July 23, 1996|By Dr. Simeon Margolis | Dr. Simeon Margolis,SPECIAL TO THE SUN

I thought cirrhosis of the liver was caused by alcoholism, but a close business associate developed cirrhosis even though he doesn't drink. Why would cirrhosis make it necessary for my friend to stop working at age 46?

Cirrhosis is initiated by the death of liver cells with the subsequent build-up of fibrous scar tissue that interferes with the blood flow through the liver.

Alcoholism is the most common cause of cirrhosis in the United States, but only 15 percent to 20 percent of chronic alcoholics develop the disorder, and many other causes of liver cell damage can result in cirrhosis. Infection with hepatitis B, and especially hepatitis C, viruses are among these.
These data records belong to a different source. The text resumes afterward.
//! Strategy cascade.
//!
//! Scores a source name against registry candidates with six strategies,
//! cheapest and most precise first:
//!
//! | strategy | base confidence |
//! |---|---|
//! | exact raw string | 100 |
//! | normalized exact | 95 |
//! | substring (length-ratio gated) | 60 + 40 * ratio, capped 85 |
//! | token overlap | 55 + 30 * overlap, capped 80 |
//! | normalized Levenshtein | similarity, floor 60, capped 75 |
//! | surname only | 65 |
//!
//! Team and position agreement add a context boost on top of the base
//! score. The cascade stops after the first strategy pass that produces an
//! auto-acceptable candidate, checking later strategies only for scores that
//! could tie it. Equal top scores from different identities are reported as
//! ambiguous, never picked arbitrarily.

use crate::config::MatchingConfig;
use crate::matching::normalize::{normalize, tokenize};
use crate::models::{CanonicalId, MatchStrategy, Position, TeamCode};
use crate::registry::{CanonicalRegistry, IndexedIdentity};
use rustc_hash::FxHashMap;
use std::cmp::Ordering;
use strsim::normalized_levenshtein;
use tracing::debug;

const CONTAINS_BASE: f64 = 60.0;
const CONTAINS_SLOPE: f64 = 40.0;
const TOKEN_OVERLAP_BASE: f64 = 55.0;
const TOKEN_OVERLAP_SLOPE: f64 = 30.0;
const SCORE_EPSILON: f64 = 1e-9;

/// A source name prepared for comparison.
#[derive(Debug, Clone)]
pub struct PreparedQuery {
    /// Raw name with surrounding whitespace trimmed
    pub raw: String,
    pub normalized: String,
    pub tokens: Vec<String>,
    pub char_len: usize,
    pub team: Option<TeamCode>,
    pub position: Option<Position>,
}

impl PreparedQuery {
    pub fn new(raw: &str, team: Option<TeamCode>, position: Option<Position>) -> Self {
        let normalized = normalize(raw);
        let tokens = tokenize(&normalized);
        let char_len = normalized.chars().count();
        Self {
            raw: raw.trim().to_string(),
            normalized,
            tokens,
            char_len,
            team,
            position,
        }
    }

    /// Nothing comparable survived normalization.
    pub fn is_empty(&self) -> bool {
        self.normalized.is_empty()
    }
}

/// One candidate's score under one strategy.
#[derive(Debug, Clone, PartialEq)]
pub struct ScoredCandidate {
    /// Position in the registry
    pub index: usize,
    pub canonical_id: CanonicalId,
    pub strategy: MatchStrategy,
    pub base_confidence: f64,
    pub boost: f64,
    /// `base_confidence + boost`, clamped to 100
    pub confidence: f64,
}

impl ScoredCandidate {
    pub fn new(
        index: usize,
        canonical_id: CanonicalId,
        strategy: MatchStrategy,
        base_confidence: f64,
        boost: f64,
    ) -> Self {
        Self {
            index,
            canonical_id,
            strategy,
            base_confidence,
            boost,
            confidence: apply_boost(base_confidence, boost),
        }
    }
}

/// Add a context boost to a base score, clamped to 0-100.
pub fn apply_boost(base: f64, boost: f64) -> f64 {
    (base + boost).clamp(0.0, 100.0)
}

/// Ranking: confidence descending, then more precise strategy, then id.
pub fn rank_order(a: &ScoredCandidate, b: &ScoredCandidate) -> Ordering {
    b.confidence
        .total_cmp(&a.confidence)
        .then_with(|| a.strategy.cmp(&b.strategy))
        .then_with(|| a.canonical_id.cmp(&b.canonical_id))
}

/// What the cascade concluded for one query.
#[derive(Debug, Clone, PartialEq)]
pub enum CascadeOutcome {
    /// Single best candidate; may still be below the auto-accept threshold
    BestMatch(ScoredCandidate),
    /// Two or more identities tied at the top
    Ambiguous(Vec<ScoredCandidate>),
    NoMatch,
}

/// Ordered matching strategies with context boosting.
#[derive(Debug, Clone)]
pub struct StrategyCascade {
    config: MatchingConfig,
}

impl StrategyCascade {
    pub fn new(config: MatchingConfig) -> Self {
        Self { config }
    }

    pub fn config(&self) -> &MatchingConfig {
        &self.config
    }

    /// Base score of `candidate` under one strategy, before boosting.
    pub fn base_score(
        &self,
        strategy: MatchStrategy,
        query: &PreparedQuery,
        candidate: &IndexedIdentity,
        fuzzy_floor: f64,
    ) -> Option<f64> {
        match strategy {
            MatchStrategy::Exact => self.exact(query, candidate),
            MatchStrategy::Normalized => self.normalized(query, candidate),
            MatchStrategy::Contains => self.contains(query, candidate),
            MatchStrategy::TokenOverlap => self.token_overlap(query, candidate),
            MatchStrategy::Fuzzy => self.fuzzy(query, candidate, fuzzy_floor),
            MatchStrategy::Surname => self.surname(query, candidate),
            MatchStrategy::Manual => None,
        }
    }

    fn exact(&self, query: &PreparedQuery, candidate: &IndexedIdentity) -> Option<f64> {
        (!query.raw.is_empty() && query.raw == candidate.identity.name.trim())
            .then_some(self.config.exact_confidence)
    }

    fn normalized(&self, query: &PreparedQuery, candidate: &IndexedIdentity) -> Option<f64> {
        (!query.is_empty() && query.normalized == candidate.normalized)
            .then_some(self.config.normalized_confidence)
    }

    fn contains(&self, query: &PreparedQuery, candidate: &IndexedIdentity) -> Option<f64> {
        if query.is_empty() || candidate.normalized.is_empty() {
            return None;
        }
        if query.normalized == candidate.normalized {
            return None;
        }
        let ((short, short_len), (long, long_len)) = if query.char_len <= candidate.char_len {
            (
                (&query.normalized, query.char_len),
                (&candidate.normalized, candidate.char_len),
            )
        } else {
            (
                (&candidate.normalized, candidate.char_len),
                (&query.normalized, query.char_len),
            )
        };
        if short_len < self.config.contains_min_len {
            return None;
        }
        let ratio = short_len as f64 / long_len as f64;
        if ratio < self.config.contains_min_ratio || !long.contains(short.as_str()) {
            return None;
        }
        Some((CONTAINS_BASE + CONTAINS_SLOPE * ratio).min(self.config.contains_cap))
    }

    fn token_overlap(&self, query: &PreparedQuery, candidate: &IndexedIdentity) -> Option<f64> {
        let (q, c) = (&query.tokens, &candidate.tokens);
        if q.is_empty() || c.is_empty() {
            return None;
        }
        let (short, long) = if q.len() <= c.len() { (q, c) } else { (c, q) };

        // An initial on its own says nothing
        if !short.iter().any(|t| t.chars().count() > 1) {
            return None;
        }

        let mut used = vec![false; long.len()];
        for token in short {
            let slot = (0..long.len())
                .find(|&i| !used[i] && long[i] == *token)
                .or_else(|| (0..long.len()).find(|&i| !used[i] && initial_matches(token, &long[i])))?;
            used[slot] = true;
        }

        let overlap = short.len() as f64 / long.len() as f64;
        Some((TOKEN_OVERLAP_BASE + TOKEN_OVERLAP_SLOPE * overlap).min(self.config.token_overlap_cap))
    }

    fn fuzzy(&self, query: &PreparedQuery, candidate: &IndexedIdentity, floor: f64) -> Option<f64> {
        if query.is_empty() || candidate.normalized.is_empty() {
            return None;
        }
        // Edit distance is at least the length difference, so this bounds the
        // best achievable similarity without computing the full distance.
        let max_len = query.char_len.max(candidate.char_len) as f64;
        let len_diff = query.char_len.abs_diff(candidate.char_len) as f64;
        if 100.0 * (1.0 - len_diff / max_len) < floor {
            return None;
        }
        let similarity = normalized_levenshtein(&query.normalized, &candidate.normalized) * 100.0;
        (similarity >= floor).then(|| similarity.min(self.config.fuzzy_cap))
    }

    fn surname(&self, query: &PreparedQuery, candidate: &IndexedIdentity) -> Option<f64> {
        let query_last = query.tokens.last()?;
        let candidate_last = candidate.surname()?;
        (query_last.chars().count() >= 2 && query_last == candidate_last)
            .then_some(self.config.surname_confidence)
    }

    /// Boost from team and position agreement.
    pub fn context_boost(&self, query: &PreparedQuery, candidate: &IndexedIdentity) -> f64 {
        let mut boost = 0.0;
        if let (Some(hint), Some(team)) = (&query.team, &candidate.team) {
            if hint == team {
                boost += self.config.team_boost;
            }
        }
        if let (Some(hint), Some(position)) = (query.position, candidate.position) {
            if hint == position {
                boost += self.config.position_boost;
            }
        }
        boost
    }

    /// Boosted score of `candidate` under one strategy.
    pub fn score(
        &self,
        strategy: MatchStrategy,
        query: &PreparedQuery,
        index: usize,
        candidate: &IndexedIdentity,
        fuzzy_floor: f64,
    ) -> Option<ScoredCandidate> {
        let base = self.base_score(strategy, query, candidate, fuzzy_floor)?;
        let boost = self.context_boost(query, candidate);
        Some(ScoredCandidate::new(
            index,
            candidate.identity.id,
            strategy,
            base,
            boost,
        ))
    }

    /// Best boosted score of `candidate` across every strategy.
    pub fn best_score(
        &self,
        query: &PreparedQuery,
        index: usize,
        candidate: &IndexedIdentity,
        fuzzy_floor: f64,
    ) -> Option<ScoredCandidate> {
        MatchStrategy::CASCADE
            .iter()
            .filter_map(|&strategy| self.score(strategy, query, index, candidate, fuzzy_floor))
            .min_by(rank_order)
    }

    /// Whether a candidate may be accepted without human review.
    ///
    /// Surname-only matches qualify only with a context boost, since
    /// surname collisions are common.
    pub fn is_auto_acceptable(&self, candidate: &ScoredCandidate) -> bool {
        if candidate.confidence + SCORE_EPSILON < self.config.auto_accept_threshold {
            return false;
        }
        candidate.strategy != MatchStrategy::Surname || candidate.boost > 0.0
    }

    /// Highest boosted score a strategy can produce.
    fn ceiling(&self, strategy: MatchStrategy) -> f64 {
        let base = match strategy {
            MatchStrategy::Exact => self.config.exact_confidence,
            MatchStrategy::Normalized => self.config.normalized_confidence,
            MatchStrategy::Contains => self.config.contains_cap,
            MatchStrategy::TokenOverlap => self.config.token_overlap_cap,
            MatchStrategy::Fuzzy => self.config.fuzzy_cap,
            MatchStrategy::Surname => self.config.surname_confidence,
            MatchStrategy::Manual => return 0.0,
        };
        apply_boost(base, self.config.team_boost + self.config.position_boost)
    }

    /// Score every candidate under one strategy, keeping each candidate's
    /// best. Scores below `min_confidence` are ignored.
    fn score_pass(
        &self,
        strategy: MatchStrategy,
        query: &PreparedQuery,
        registry: &CanonicalRegistry,
        indices: &[usize],
        min_confidence: Option<f64>,
        best: &mut FxHashMap<usize, ScoredCandidate>,
    ) {
        for &idx in indices {
            let entry = registry.entry(idx);
            let Some(scored) = self.score(strategy, query, idx, entry, self.config.fuzzy_floor)
            else {
                continue;
            };
            if min_confidence.is_some_and(|min| scored.confidence < min) {
                continue;
            }
            let better = best
                .get(&idx)
                .map_or(true, |existing| rank_order(&scored, existing) == Ordering::Less);
            if better {
                best.insert(idx, scored);
            }
        }
    }

    /// Run the cascade over the (optionally team-filtered) registry.
    ///
    /// Once a pass yields an auto-acceptable candidate, later strategies are
    /// consulted only for candidates reaching the accepted score, so a tie
    /// found by a later strategy is still reported as ambiguous.
    pub fn run(&self, query: &PreparedQuery, registry: &CanonicalRegistry) -> CascadeOutcome {
        if query.is_empty() || registry.is_empty() {
            return CascadeOutcome::NoMatch;
        }

        let indices = registry.candidate_indices(query.team.as_ref(), self.config.team_prefilter);
        let mut best: FxHashMap<usize, ScoredCandidate> = FxHashMap::default();

        let mut accepted_at = None;
        for (pass, strategy) in MatchStrategy::CASCADE.into_iter().enumerate() {
            self.score_pass(strategy, query, registry, &indices, None, &mut best);
            if best.values().any(|c| self.is_auto_acceptable(c)) {
                debug!(
                    "Cascade short-circuit after {} for '{}' ({} candidates scored)",
                    strategy,
                    query.raw,
                    best.len()
                );
                accepted_at = Some(pass);
                break;
            }
        }

        if let Some(pass) = accepted_at {
            let top = best
                .values()
                .map(|c| c.confidence)
                .fold(f64::NEG_INFINITY, f64::max);
            let cutoff = top - self.config.ambiguity_margin - SCORE_EPSILON;
            for strategy in MatchStrategy::CASCADE.into_iter().skip(pass + 1) {
                if self.ceiling(strategy) < cutoff {
                    continue;
                }
                self.score_pass(strategy, query, registry, &indices, Some(cutoff), &mut best);
            }
        }

        self.resolve(best.into_values().collect())
    }

    /// Pick the winner from scored candidates, detecting ties at the top.
    pub fn resolve(&self, mut candidates: Vec<ScoredCandidate>) -> CascadeOutcome {
        if candidates.is_empty() {
            return CascadeOutcome::NoMatch;
        }
        candidates.sort_by(rank_order);

        let cutoff = candidates[0].confidence - self.config.ambiguity_margin - SCORE_EPSILON;
        let tied = candidates
            .iter()
            .take_while(|c| c.confidence >= cutoff)
            .count();

        if tied > 1 {
            candidates.truncate(tied);
            CascadeOutcome::Ambiguous(candidates)
        } else {
            CascadeOutcome::BestMatch(candidates.swap_remove(0))
        }
    }
}

fn initial_matches(a: &str, b: &str) -> bool {
    let a_is_initial = a.chars().count() == 1;
    let b_is_initial = b.chars().count() == 1;
    (a_is_initial && b.starts_with(a)) || (b_is_initial && a.starts_with(b))
}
Cirrhosis also can develop from exposure to toxic chemicals or the use of certain medications.

Inherited diseases that cause cirrhosis include excessive liver accumulation of iron (hemochromatosis), copper (Wilson's disease) and glycogen (glycogen storage disease). Glycogen is the starch-like form of stored carbohydrate energy in the liver. Yet another inherited cause is a deficiency of alpha-antitrypsin, a protein that protects the liver (and lungs) from the ravages of a powerful digestive enzyme normally found in tissues.

Injury to and destruction of the ducts that drain bile from the liver into the gall bladder is the abnormality in primary biliary cirrhosis, which is much more common in women than men and is likely an autoimmune disorder.
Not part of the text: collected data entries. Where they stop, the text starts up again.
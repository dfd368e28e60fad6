//! Database health probe.

use anyhow::{Context, Result};
use sqlx::PgPool;

/// Check if database pool is healthy
pub async fn check_pool_health(pool: &PgPool) -> Result<()> {
    sqlx::query("SELECT 1")
        .fetch_one(pool)
        .await
        .context("Database health check failed")?;
    Ok(())
}

/// Get database pool statistics
pub fn get_pool_stats(pool: &PgPool) -> PoolStats {
    PoolStats {
        size: pool.size(),
        idle: pool.num_idle(),
    }
}

/// Database pool statistics
#[derive(Debug, Clone, Copy, PartialEq, Eq)]
pub struct PoolStats {
    /// Total number of connections in the pool
    pub size: u32,
    /// Number of idle connections
    pub idle: usize,
}

impl PoolStats {
    pub fn active(&self) -> u32 {
        self.size.saturating_sub(self.idle as u32)
    }
}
Cirrhosis can produce a large number of health problems including generalized weakness, chronic fatigue, poor appetite, weight loss and loss of sex drive. Patients with cirrhosis develop jaundice, tend to bleed easily and lose muscle mass.

The most troublesome and dangerous complications of cirrhosis result from the increased pressure within the portal vein (portal hypertension), which carries blood from the intestines through the liver. Portal hypertension, present in about 60 percent of patients with cirrhosis, leads to an enlargement of veins that serve as alternate routes for the blood. The most dreadful result is esophageal varices (large, grape-like clusters of thin veins within the lower esophagus), which can rupture and lead to massive bleeding.

A second major consequence of massive, alternative route blood flow to the portal vein is the shunting of blood around liver cells. Toxic substances build up, particularly ammonia, and alter the function of brain cells. The result is hepatic encephalopathy with symptoms of lethargy, confusion and even coma. Other complications of portal hypertension include hemorrhoids, ascites, (accumulation of large amounts of fluid within the abdominal cavity), bleeding and anemia. Cirrhosis also is associated with an increased rate of liver cell cancer.

Dr. Margolis is professor of medicine and biological chemistry at the Johns Hopkins School of Medicine.